Another way in which Austria is benefiting from growing bilateral economic relations is by selling expensively to China. The two most valuable Austrian brands, Red Bull and Swarovski Group, are widely known in China: in Nanjing, I have often met local students who, keen to display their knowledge of Austria, list first Mozart and then Swarovski.

The company’s fashioned glass jewellery and trinkets have become a coveted luxury commodity in China. With over 200 official outlets – 22 each in the country’s boomtowns Beijing and Shanghai alone – Swarovski products change hands at almost double the European price: "Recent Bangle M", for example, is priced at €160 (¥1,298) on Swarovski’s European website, but at €271 EUR (¥2,200) on the Chinese counterpart.

While Swarovski’s headquarters in Wattens, Tyrol, declined to comment, the profit margin is likely to be huge: The glass items are produced at a low cost in eight different countries, including China, according to the company’s website. Nonetheless, Swarovski’s Beijing representative assures me that their entire stock is imported from Austria, as that is where the design is carried out. Clearly, the Austrian origin is viewed as essential to the luxury of the brand.

Yet while China’s burgeoning middle class can’t get enough of Austrian-designed glass jewellery and Vodka Red Bull, the Communist government’s interest in the Alpine Republic lies 32% elsewhere: its know-how in environmental sustainability and high-tech engineering.

This reflects China’s desire to become a global high-tech power. "As there has already been a migration of low-paid jobs to Vietnam and the Philippines, the government is trying to promote investment in advanced technology," explains Raymund Gradt, Austria’s trade commissioner in Shanghai. The Chinese government, he says, is seeking to speed up the process, "even going so far as supporting workers’ protests for higher wages."

China is no longer content with doing the assembly work for rich countries, seeking instead to shift to higher-paid, skilled work. With success: In three years, Gradt reckons, the wage level on China’s east coast may already be higher than in some regions in Eastern Europe.

The new imperialists?

For Austria, China’s growing demand for high-tech goods and services is a golden opportunity, as the economic recovery in America and Europe goes from slow to sluggish. Yet the shift has been accompanied by fear-mongering that China is buying up Western companies whole- sale, and gaining power by financing the debt of Western states.

It is true that China has invested more than $800 billion in foreign firms, and holds the world’s largest foreign currency reserves (mostly in the form of U.S. government bonds), standing at $3,180 billion in January, according to Neue Zürcher Zeitung, a Swiss daily.
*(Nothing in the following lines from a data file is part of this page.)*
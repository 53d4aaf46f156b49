//! `sort`, `sorted` and `is_sorted`.
//!
//! The in-place sort orders an index permutation and only then applies it
//! to the data, so a comparator that errors (user comparators are ordinary
//! functions and may return anything) leaves the data untouched and makes
//! `sort` yield `false`.

use std::rc::Rc;

use crate::ast::Expression;
use crate::env::EnvRef;
use crate::errors::{ErrorObj, EvalResult, Flow};
use crate::evaluator::infix::apply_infix_operator;
use crate::evaluator::Evaluator;
use crate::object::{
    alloc, boolean_obj, deep_clone, double_obj, FunctionObj, ObjectKind, ObjectRef, Tag,
};
use crate::token::{Token, TokenKind};

fn comparator_argument(
    values: &[ObjectRef],
    name: &str,
) -> Result<Option<Rc<FunctionObj>>, Flow> {
    match values.get(1) {
        None => Ok(None),
        Some(value) => match &value.borrow().kind {
            ObjectKind::Function(function) => Ok(Some(function.clone())),
            _ => Err(Flow::Error(ErrorObj::type_err(format!(
                "{name}: expected argument 2 to be a function"
            )))),
        },
    }
}

/// Compares two elements, by comparator or by the `<` infix rules.
/// A non-boolean outcome is an ordering failure.
fn is_smaller(
    evaluator: &mut Evaluator<'_>,
    comparator: Option<&Rc<FunctionObj>>,
    a: &ObjectRef,
    b: &ObjectRef,
    token: &Token,
) -> Result<bool, ()> {
    let outcome = match comparator {
        Some(function) => {
            evaluator.eval_function_with_values(function, vec![a.clone(), b.clone()], token)
        }
        None => apply_infix_operator(TokenKind::Lt, a, b).map_err(Flow::Error),
    };
    match outcome {
        Ok(value) => match &value.borrow().kind {
            ObjectKind::Boolean(result) => Ok(*result),
            _ => Err(()),
        },
        Err(_) => Err(()),
    }
}

/// Sorts an index permutation over the elements; `None` when the
/// comparator failed.
fn sort_ordering(
    evaluator: &mut Evaluator<'_>,
    elements: &[ObjectRef],
    comparator: Option<&Rc<FunctionObj>>,
    token: &Token,
) -> Option<Vec<usize>> {
    let mut ordering: Vec<usize> = (0..elements.len()).collect();
    let mut failed = false;
    ordering.sort_by(|&a, &b| {
        if failed {
            return std::cmp::Ordering::Equal;
        }
        match is_smaller(evaluator, comparator, &elements[a], &elements[b], token) {
            Ok(true) => std::cmp::Ordering::Less,
            Ok(false) => std::cmp::Ordering::Greater,
            Err(()) => {
                failed = true;
                std::cmp::Ordering::Equal
            }
        }
    });
    if failed {
        None
    } else {
        Some(ordering)
    }
}

/// Sorts an array-like value in place; `Ok(false)` reports a comparator
/// failure with the data untouched.
fn sort_in_place(
    evaluator: &mut Evaluator<'_>,
    target: &ObjectRef,
    comparator: Option<&Rc<FunctionObj>>,
    name: &str,
    token: &Token,
) -> Result<bool, Flow> {
    match target.borrow().tag() {
        Tag::Array | Tag::ArrayDouble | Tag::ArrayComplex => {}
        other => {
            return Err(Flow::Error(ErrorObj::type_err(format!(
                "Invalid argument for first argument for {name}: {other}"
            ))))
        }
    }

    match target.borrow().tag() {
        Tag::Array => {
            let elements: Vec<ObjectRef> = match &target.borrow().kind {
                ObjectKind::Array(items) => items.clone(),
                _ => vec![],
            };
            let Some(ordering) = sort_ordering(evaluator, &elements, comparator, token) else {
                return Ok(false);
            };
            let permuted: Vec<ObjectRef> =
                ordering.iter().map(|&index| elements[index].clone()).collect();
            if let ObjectKind::Array(items) = &mut target.borrow_mut().kind {
                *items = permuted;
            }
        }
        Tag::ArrayDouble => {
            let mut elements: Vec<f64> = match &target.borrow().kind {
                ObjectKind::ArrayDouble(items) => items.clone(),
                _ => vec![],
            };
            match comparator {
                None => elements.sort_by(f64::total_cmp),
                Some(function) => {
                    let boxed: Vec<ObjectRef> =
                        elements.iter().map(|value| double_obj(*value)).collect();
                    let Some(ordering) = sort_ordering(evaluator, &boxed, Some(function), token)
                    else {
                        return Ok(false);
                    };
                    elements = ordering.iter().map(|&index| elements[index]).collect();
                }
            }
            if let ObjectKind::ArrayDouble(items) = &mut target.borrow_mut().kind {
                *items = elements;
            }
        }
        _ => {
            // complex numbers have no natural order
            let Some(function) = comparator else {
                return Ok(false);
            };
            let elements: Vec<num_complex::Complex64> = match &target.borrow().kind {
                ObjectKind::ArrayComplex(items) => items.clone(),
                _ => vec![],
            };
            let boxed: Vec<ObjectRef> = elements
                .iter()
                .map(|value| alloc(ObjectKind::Complex(*value)))
                .collect();
            let Some(ordering) = sort_ordering(evaluator, &boxed, Some(function), token) else {
                return Ok(false);
            };
            let sorted: Vec<num_complex::Complex64> =
                ordering.iter().map(|&index| elements[index]).collect();
            if let ObjectKind::ArrayComplex(items) = &mut target.borrow_mut().kind {
                *items = sorted;
            }
        }
    }
    Ok(true)
}

pub fn sort(
    evaluator: &mut Evaluator<'_>,
    arguments: &[Expression],
    env: &EnvRef,
    token: &Token,
) -> EvalResult {
    let values = evaluator.eval_builtin_args(arguments, env)?;
    if values.is_empty() || values.len() > 2 {
        return Err(Flow::Error(ErrorObj::type_err(
            "sort: expected 1 or 2 arguments",
        )));
    }
    let comparator = comparator_argument(&values, "sort")?;
    let target = &values[0];

    if target.borrow().frozen > 0 {
        return Err(Flow::Error(ErrorObj::type_err(
            "array sort expects a non-frozen object",
        )));
    }

    let sorted = sort_in_place(evaluator, target, comparator.as_ref(), "sort", token)?;
    Ok(boolean_obj(sorted))
}

/// Returns a freshly sorted copy, leaving the argument untouched.
pub fn sorted(
    evaluator: &mut Evaluator<'_>,
    arguments: &[Expression],
    env: &EnvRef,
    token: &Token,
) -> EvalResult {
    let values = evaluator.eval_builtin_args(arguments, env)?;
    if values.is_empty() || values.len() > 2 {
        return Err(Flow::Error(ErrorObj::type_err(
            "sorted: expected 1 or 2 arguments",
        )));
    }
    let comparator = comparator_argument(&values, "sorted")?;
    let copy = deep_clone(&values[0]);
    sort_in_place(evaluator, &copy, comparator.as_ref(), "sorted", token)?;
    Ok(copy)
}

pub fn is_sorted(
    evaluator: &mut Evaluator<'_>,
    arguments: &[Expression],
    env: &EnvRef,
    token: &Token,
) -> EvalResult {
    let values = evaluator.eval_builtin_args(arguments, env)?;
    if values.is_empty() || values.len() > 2 {
        return Err(Flow::Error(ErrorObj::type_err(
            "is_sorted: expected 1 or 2 arguments",
        )));
    }
    let comparator = comparator_argument(&values, "is_sorted")?;
    let target = &values[0];

    let elements: Vec<ObjectRef> = match &target.borrow().kind {
        ObjectKind::Array(items) => items.clone(),
        ObjectKind::ArrayDouble(items) => items.iter().map(|value| double_obj(*value)).collect(),
        ObjectKind::ArrayComplex(items) => items
            .iter()
            .map(|value| alloc(ObjectKind::Complex(*value)))
            .collect(),
        other => {
            return Err(Flow::Error(ErrorObj::type_err(format!(
                "Invalid argument for first argument for is_sorted: {}",
                other.tag()
            ))))
        }
    };

    for window in elements.windows(2) {
        match is_smaller(evaluator, comparator.as_ref(), &window[1], &window[0], token) {
            Ok(true) => return Ok(boolean_obj(false)),
            Ok(false) => {}
            Err(()) => return Ok(boolean_obj(false)),
        }
    }
    Ok(boolean_obj(true))
}
//! Builtin modules, populated by the host at startup: `math`, `os`,
//! `json`, `regex`, `threading`, `time`, `typing` and `error_type`.

pub mod error_type;
pub mod json;
pub mod math;
pub mod os_mod;
pub mod regex_mod;
pub mod threading;
pub mod time_mod;
pub mod typing_mod;

use std::rc::Rc;

use indexmap::IndexMap;

use crate::builtins::{BuiltinDef, BuiltinFn};
use crate::env::{EnvRef, Environment};
use crate::object::{alloc, ModuleObj, ModuleState, ObjectKind, ObjectRef};
use crate::typing::make_function_type;

/// Name → module value for every builtin module.
#[must_use]
pub fn build_modules() -> IndexMap<String, ObjectRef, ahash::RandomState> {
    let mut modules: IndexMap<String, ObjectRef, ahash::RandomState> = IndexMap::default();
    modules.insert("error_type".to_string(), error_type::create_module());
    modules.insert("math".to_string(), math::create_module());
    modules.insert("json".to_string(), json::create_module());
    modules.insert("os".to_string(), os_mod::create_module());
    modules.insert("regex".to_string(), regex_mod::create_module());
    modules.insert("time".to_string(), time_mod::create_module());
    modules.insert("threading".to_string(), threading::create_module());
    modules.insert("typing".to_string(), typing_mod::create_module());
    modules
}

/// Allocates a loaded module over the given environment.
pub(crate) fn module_value(env: EnvRef) -> ObjectRef {
    alloc(ObjectKind::Module(ModuleObj {
        state: ModuleState::Loaded,
        env,
        file_name: String::new(),
    }))
}

pub(crate) fn new_module_env() -> EnvRef {
    Environment::new(None)
}

/// Registers a builtin function in a module environment.
pub(crate) fn add_function(
    env: &EnvRef,
    name: &str,
    argument_types: &str,
    return_type: &str,
    func: BuiltinFn,
) {
    let builtin = alloc(ObjectKind::Builtin(Rc::new(BuiltinDef {
        name: name.to_string(),
        func,
        declared_type: make_function_type(argument_types, return_type),
    })));
    let _ = env.borrow_mut().add(name, builtin, false, None);
}
/// Interpreter version triple, exposed through the `version()` builtin.
pub const VERSION: (i64, i64, i64) = (0, 1, 0);
#[test]
fn integer_power_negative_exponent_is_zero() {
    assert_eq!(run_ok("print(2 ** -1);"), "0\n");
}

#[test]
fn if_else_expression_values() {
    assert_eq!(run_ok("print(if (true) { 3 } else { 2 });"), "3\n");
    assert_eq!(run_ok("print(if (false) { 3 } else { 2 });"), "2\n");
    // non-zero integers are truthy, null is falsy
    assert_eq!(run_ok("print(if (5) { 1 } else { 0 });"), "1\n");
    assert_eq!(run_ok("print(if (null) { 1 } else { 0 });"), "0\n");
}

#[test]
fn while_with_break_and_continue() {
    let source = "let i = 0; while (i < 10) { i = i + 1; if (i == 3) { continue; } if (i == 5) { break; } print(i); }";
    assert_eq!(run_ok(source), "1\n2\n4\n");
}

#[test]
fn for_over_containers() {
    assert_eq!(run_ok("for (x in [1,2,3]) { print(x); }"), "1\n2\n3\n");
    assert_eq!(run_ok("for (x in range(0, 3)) { print(x); }"), "0\n1\n2\n");
    assert_eq!(run_ok("for (c in \"ab\") { print(c); }"), "a\nb\n");
    assert_eq!(
        run_ok("let d = {\"k\": 1}; for (key in d) { print(key); }"),
        "k\n"
    );
}

#[test]
fn for_with_continue_and_break() {
    let source = "for (x in [1,2,3,4,5]) { if (x == 2) { continue; } if (x == 4) { break; } print(x); }";
    assert_eq!(run_ok(source), "1\n3\n");
}

#[test]
fn range_of_zero_length_runs_zero_times() {
    assert_eq!(run_ok("for (x in range(0, 0)) { print(x); } print(\"done\");"), "done\n");
    assert_eq!(run_ok("print(len(range(0, 0)));"), "0\n");
}

#[test]
fn mutating_the_iterable_inside_the_loop_is_refused() {
    let (kind, _) = run_error("let a = [1,2,3]; for (x in a) { append(a, x); }");
    assert_eq!(kind, ErrorKind::TypeError);
}

#[test]
fn closures_capture_their_scope() {
    let source = "let make = fn(n) { return fn(x) { return x + n; }; }; let add2 = make(2); print(add2(40));";
    assert_eq!(run_ok(source), "42\n");
}

#[test]
fn recursion_through_named_literal() {
    let source = "fn fib(n: int) -> int { if (n < 2) { return n; } return fib(n - 1) + fib(n - 2); } print(fib(10));";
    assert_eq!(run_ok(source), "55\n");
}

#[test]
fn call_argument_type_mismatch() {
    let (kind, message) = run_error("fn f(x:int) -> int { return x; } f(\"s\");");
    assert_eq!(kind, ErrorKind::TypeError);
    assert!(message.contains("Incompatible type for argument 1"), "{message}");
}

#[test]
fn too_many_arguments_is_a_type_error() {
    let (kind, message) = run_error("fn f(x) { return x; } f(1, 2);");
    assert_eq!(kind, ErrorKind::TypeError);
    assert!(message.contains("Too many arguments"), "{message}");
}

#[test]
fn too_few_arguments_fail_at_lookup() {
    let (kind, _) = run_error("fn f(x) { return x; } f();");
    assert_eq!(kind, ErrorKind::IdentifierNotFound);
}

#[test]
fn return_type_mismatch() {
    let (kind, message) = run_error("fn f() -> int { return \"s\"; } f();");
    assert_eq!(kind, ErrorKind::TypeError);
    assert!(message.contains("Incompatible return type"), "{message}");
}

#[test]
fn const_binding_refuses_assignment() {
    let (kind, _) = run_error("let const a = 1; a = 2;");
    assert_eq!(kind, ErrorKind::ConstError);
}

#[test]
fn unknown_identifier() {
    let (kind, _) = run_error("print(nope);");
    assert_eq!(kind, ErrorKind::IdentifierNotFound);
}

#[test]
fn duplicate_binding_in_same_scope() {
    let (kind, _) = run_error("let a = 1; let a = 2;");
    assert_eq!(kind, ErrorKind::IdentifierAlreadyExists);
    // a fresh scope may shadow
    assert_eq!(run_ok("let a = 1; { let a = 2; print(a); } print(a);"), "2\n1\n");
}

#[test]
fn try_except_catches_and_binds() {
    let source = "try { 1 / 0; } except (e) { print(e.message()); print(e.error_type()); }";
    assert_eq!(run_ok(source), "Division by 0\n5\n");
}

#[test]
fn try_without_error_yields_try_value() {
    let mut writer = CollectStringPrint::new();
    match run_source("try { 41 + 1; } except (e) { 0; }", "", &mut writer) {
        Outcome::Value(rendered) => assert_eq!(rendered, "42"),
        other => panic!("expected value outcome, got {other:?}"),
    }
}

#[test]
fn error_values_are_first_class() {
    let source = "let e = error(\"boom\"); print(e.message()); print(e.error_type());";
    assert_eq!(run_ok(source), "boom\n0\n");
}

#[test]
fn compound_assignment() {
    assert_eq!(run_ok("let a = 1; a += 2; print(a);"), "3\n");
    assert_eq!(run_ok("let a = 10; a -= 2; a *= 3; a /= 4; print(a);"), "6\n");
    let (kind, _) = run_error("let a = 1; a += 1.5;");
    assert_eq!(kind, ErrorKind::TypeError);
}

#[test]
fn negative_indexing_wraps() {
    assert_eq!(run_ok("let a = [1,2,3]; print(a[-1]);"), "3\n");
    assert_eq!(run_ok("let a = [1,2,3]; print(a[-4]);"), "3\n");
    assert_eq!(run_ok("print(\"abc\"[-1]);"), "c\n");
}

#[test]
fn range_indexing_expands() {
    assert_eq!(run_ok("let a = [10,20,30]; print(a[range(0, 2)]);"), "[10, 20]\n");
    assert_eq!(run_ok("print(range(5, 8)[1]);"), "6\n");
}

#[test]
fn dict_index_and_assignment() {
    assert_eq!(
        run_ok("let d = {\"a\": 1}; d[\"b\"] = 2; print(d[\"b\"]); print(len(d));"),
        "2\n2\n"
    );
    let (kind, _) = run_error("let d = {\"a\": 1}; d[\"missing\"];");
    assert_eq!(kind, ErrorKind::KeyError);
}

#[test]
fn unhashable_dict_key_is_refused() {
    let (kind, _) = run_error("let d = {}; d[[1,2]] = 1;");
    assert_eq!(kind, ErrorKind::TypeError);
}

#[test]
fn frozen_array_can_key_a_dict() {
    let source =
        "let d = {}; let k = [1,2]; freeze(k); d[k] = \"v\"; print(len(d)); print(d[k]);";
    assert_eq!(run_ok(source), "1\nv\n");
}

#[test]
fn freeze_refuses_mutation_and_defrost_restores() {
    let (kind, _) = run_error("let a = [1]; freeze(a); append(a, 2);");
    assert_eq!(kind, ErrorKind::TypeError);
    assert_eq!(
        run_ok("let a = [1]; freeze(a); defrost(a); append(a, 2); print(a);"),
        "[1, 2]\n"
    );
    assert_eq!(
        run_ok("let a = [1]; print(frozen(a)); freeze(a); print(frozen(a)); defrost(a); print(frozen(a));"),
        "false\ntrue\nfalse\n"
    );
}

#[test]
fn frozen_index_assignment_is_refused() {
    let (kind, _) = run_error("let a = [1]; freeze(a); a[0] = 2;");
    assert_eq!(kind, ErrorKind::TypeError);
}

#[test]
fn clone_is_deep() {
    assert_eq!(
        run_ok("let a = [1,2]; let b = clone(a); append(b, 3); print(a); print(b);"),
        "[1, 2]\n[1, 2, 3]\n"
    );
    assert_eq!(
        run_ok("let a = [[1]]; let b = clone(a); append(b[0], 2); print(a); print(b);"),
        "[[1]]\n[[1, 2]]\n"
    );
}

#[test]
fn scalars_do_not_alias_on_assignment() {
    assert_eq!(run_ok("let a = 1; let b = a; b = 2; print(a); print(b);"), "1\n2\n");
}

#[test]
fn aggregates_alias_on_assignment() {
    assert_eq!(
        run_ok("let a = [1]; let b = a; append(b, 2); print(a);"),
        "[1, 2]\n"
    );
}

#[test]
fn sort_with_comparator_and_failure_safety() {
    assert_eq!(
        run_ok("let a = [1,3,2]; print(sort(a, fn(x, y) { return x > y; })); print(a);"),
        "true\n[3, 2, 1]\n"
    );
    // a comparator error leaves the data untouched and reports false
    assert_eq!(
        run_ok("let a = [3,1,2]; print(sort(a, fn(x, y) { return \"bad\"; })); print(a);"),
        "false\n[3, 1, 2]\n"
    );
}

#[test]
fn sorted_leaves_source_untouched() {
    assert_eq!(
        run_ok("let a = [3,1,2]; let b = sorted(a); print(a); print(b);"),
        "[3, 1, 2]\n[1, 2, 3]\n"
    );
}

#[test]
fn is_sorted_checks_order() {
    assert_eq!(run_ok("print(is_sorted([1,2,3]));"), "true\n");
    assert_eq!(run_ok("print(is_sorted([2,1,3]));"), "false\n");
}

#[test]
fn mixed_type_sort_without_comparator_fails_softly() {
    assert_eq!(
        run_ok("let a = [1, \"x\"]; print(sort(a)); print(a);"),
        "false\n[1, \"x\"]\n"
    );
}

#[test]
fn array_builtin_methods() {
    assert_eq!(run_ok("let a = [1,2,3]; print(a.size());"), "3\n");
    assert_eq!(run_ok("let a = [1,2]; a.push_back(3); print(a);"), "[1, 2, 3]\n");
    assert_eq!(run_ok("let a = [1,2,3]; a.pop_back(); print(a);"), "[1, 2]\n");
    assert_eq!(run_ok("let a = [1,2,3]; a.reverse(); print(a);"), "[3, 2, 1]\n");
    assert_eq!(run_ok("let a = [1,2,3]; print(a.reversed()); print(a);"), "[3, 2, 1]\n[1, 2, 3]\n");
    assert_eq!(run_ok("let a = [1,2,3]; a.rotate(1); print(a);"), "[2, 3, 1]\n");
    assert_eq!(run_ok("let a = []; print(a.empty());"), "true\n");
    assert_eq!(run_ok("let a = [1,2,3]; a.clear(); print(a);"), "[]\n");
}

#[test]
fn string_builtin_methods() {
    assert_eq!(run_ok("print(\"hello\".size());"), "5\n");
    assert_eq!(run_ok("print(\"hello\".starts_with(\"he\"));"), "true\n");
    assert_eq!(run_ok("print(\"hello\".ends_with(\"lo\"));"), "true\n");
    assert_eq!(run_ok("print(\"hello\".find(\"ll\"));"), "2\n");
    assert_eq!(run_ok("print(\"hello\".find(\"zz\"));"), "-1\n");
    assert_eq!(run_ok("print(\"a-b\".replace(\"-\", \"+\"));"), "a+b\n");
    assert_eq!(run_ok("print(\"a b  c\".split());"), "[\"a\", \"b\", \"c\"]\n");
    assert_eq!(run_ok("print(\", \".join([\"a\", \"b\"]));"), "a, b\n");
}

#[test]
fn dict_builtin_methods() {
    assert_eq!(
        run_ok("let d = {\"a\":1, \"b\":2}; print(d.size()); print(d.keys()); print(d.values());"),
        "2\n[\"a\", \"b\"]\n[1, 2]\n"
    );
    assert_eq!(
        run_ok("let d = {\"a\":1}; d.update({\"b\":2}); print(d.size());"),
        "2\n"
    );
    assert_eq!(run_ok("let d = {\"a\":1}; print(d.items());"), "[[\"a\", 1]]\n");
}

#[test]
fn set_literals_and_methods() {
    assert_eq!(run_ok("let s = {1, 2, 3}; print(s.size());"), "3\n");
    assert_eq!(run_ok("let s = {1, 1, 2}; print(len(s));"), "2\n");
    assert_eq!(run_ok("let s = set(); print(s.empty());"), "true\n");
}

#[test]
fn empty_brace_literal_is_a_dict() {
    assert_eq!(run_ok("let a = {}; print(internal_type_str(a));"), "Dictionary\n");
}

#[test]
fn typed_arrays() {
    assert_eq!(
        run_ok("let a : [double] = [1.0, 2.0]; print(internal_type_str(a));"),
        "ArrayDouble\n"
    );
    assert_eq!(
        run_ok("let a = [1.0, 2.0]; print(internal_type_str(a));"),
        "Array\n"
    );
    assert_eq!(run_ok("let a : [double] = [1.5]; print(a[0]);"), "1.500000\n");
    let (kind, _) = run_error("let a : [double] = [1.0]; a[0] = 1;");
    assert_eq!(kind, ErrorKind::TypeError);
}

#[test]
fn type_str_reports_inferred_shapes() {
    assert_eq!(run_ok("print(type_str(3));"), "int\n");
    assert_eq!(run_ok("print(type_str(\"s\"));"), "str\n");
    assert_eq!(run_ok("print(type_str([]));"), "[all]\n");
    assert_eq!(run_ok("print(type_str([1, 2]));"), "[int]\n");
    assert_eq!(run_ok("print(type_str([1, \"s\"]));"), "[<int,str>]\n");
}

#[test]
fn let_with_declared_type_checks_value() {
    let (kind, _) = run_error("let a : int = \"s\";");
    assert_eq!(kind, ErrorKind::TypeError);
    assert_eq!(run_ok("let a : <int,str> = \"s\"; print(a);"), "s\n");
}

#[test]
fn scope_statement_isolates_bindings() {
    assert_eq!(run_ok("scope { let x = 1; print(x); } print(2);"), "1\n2\n");
    let (kind, _) = run_error("scope { let x = 1; } print(x);");
    assert_eq!(kind, ErrorKind::IdentifierNotFound);
}

#[test]
fn user_type_static_and_instance_members() {
    let source = "type C { let tag : str = \"c\"; fn describe() { return this.tag; } } let c = C(); print(c.describe()); print(c.tag);";
    assert_eq!(run_ok(source), "c\nc\n");
}

#[test]
fn user_type_const_member_refuses_update() {
    let (kind, _) =
        run_error("type C { let const k : int = 1; } let c = C(); c.k = 2;");
    assert_eq!(kind, ErrorKind::TypeError);
}

#[test]
fn member_type_annotation_is_checked() {
    let (kind, _) = run_error("type C { let n : int = 0; } let c = C(); c.n = \"s\";");
    assert_eq!(kind, ErrorKind::TypeError);
}
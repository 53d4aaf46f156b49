//! Index expressions and the uniform `update(container, index, value)`
//! path used by index assignment.

use crate::ast::Expression;
use crate::env::EnvRef;
use crate::errors::{ErrorKind, ErrorObj, EvalResult, Flow};
use crate::object::{
    alloc, deep_clone, double_obj, inspect, integer_obj, is_hashable, is_value_assigned,
    string_obj, HashKey, ObjectKind, ObjectRef, Range,
};
use crate::token::Token;

use super::Evaluator;

/// Negative indices wrap from the end, modulo the length; out-of-range
/// values stay out of range and are reported by the caller.
#[must_use]
pub fn normalized_array_index(index: i64, length: usize) -> usize {
    if index < 0 {
        if length > 0 {
            let length = length as i64;
            return ((length - (index.abs() % length)) % length) as usize;
        }
        return usize::MAX;
    }
    index as usize
}

fn index_error(original: i64, normalized: usize, what: &str, length: usize, token: &Token) -> Flow {
    Flow::Error(ErrorObj::with_token(
        ErrorKind::IndexError,
        format!(
            "Indexing error, index={original} transformed to {normalized}, {what} size={length}"
        ),
        token.clone(),
    ))
}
But the more China invests in Europe, the greater its interest will be that the continent’s economy is doing well. This is clear from the response by China’s state news agency, Xinhua, to the recent downgrading of nine European countries by the rating agency Standard&Poor’s: "The news was like dropping a rock into a tranquil pond, causing strong market reactions. The news may reverse upward market tendencies gradually built up over the days." Moreover, China’s government has been signalling that it wants to help Europe’s economy recover – which should come as no surprise, as Europe is the big- gest buyer of Chinese products.

"Without the profits, the assignments, and our Chinese customers, we would have had to close down the factories in Austria," explains Hannes Androsch as my tour of the factory is coming to an end.

Before Europeans become too afraid of Chinese companies taking advantage of Europe’s current weakness by picking its assets inexpensively, they should bear in mind that they too have been capitalising on China’s cheap labour.

China still remains the workshop of the world. But foreign businesses will have to adapt to the country’s changing priorities and rising wage levels. For Austria – and Europe – the shift holds more promise than peril.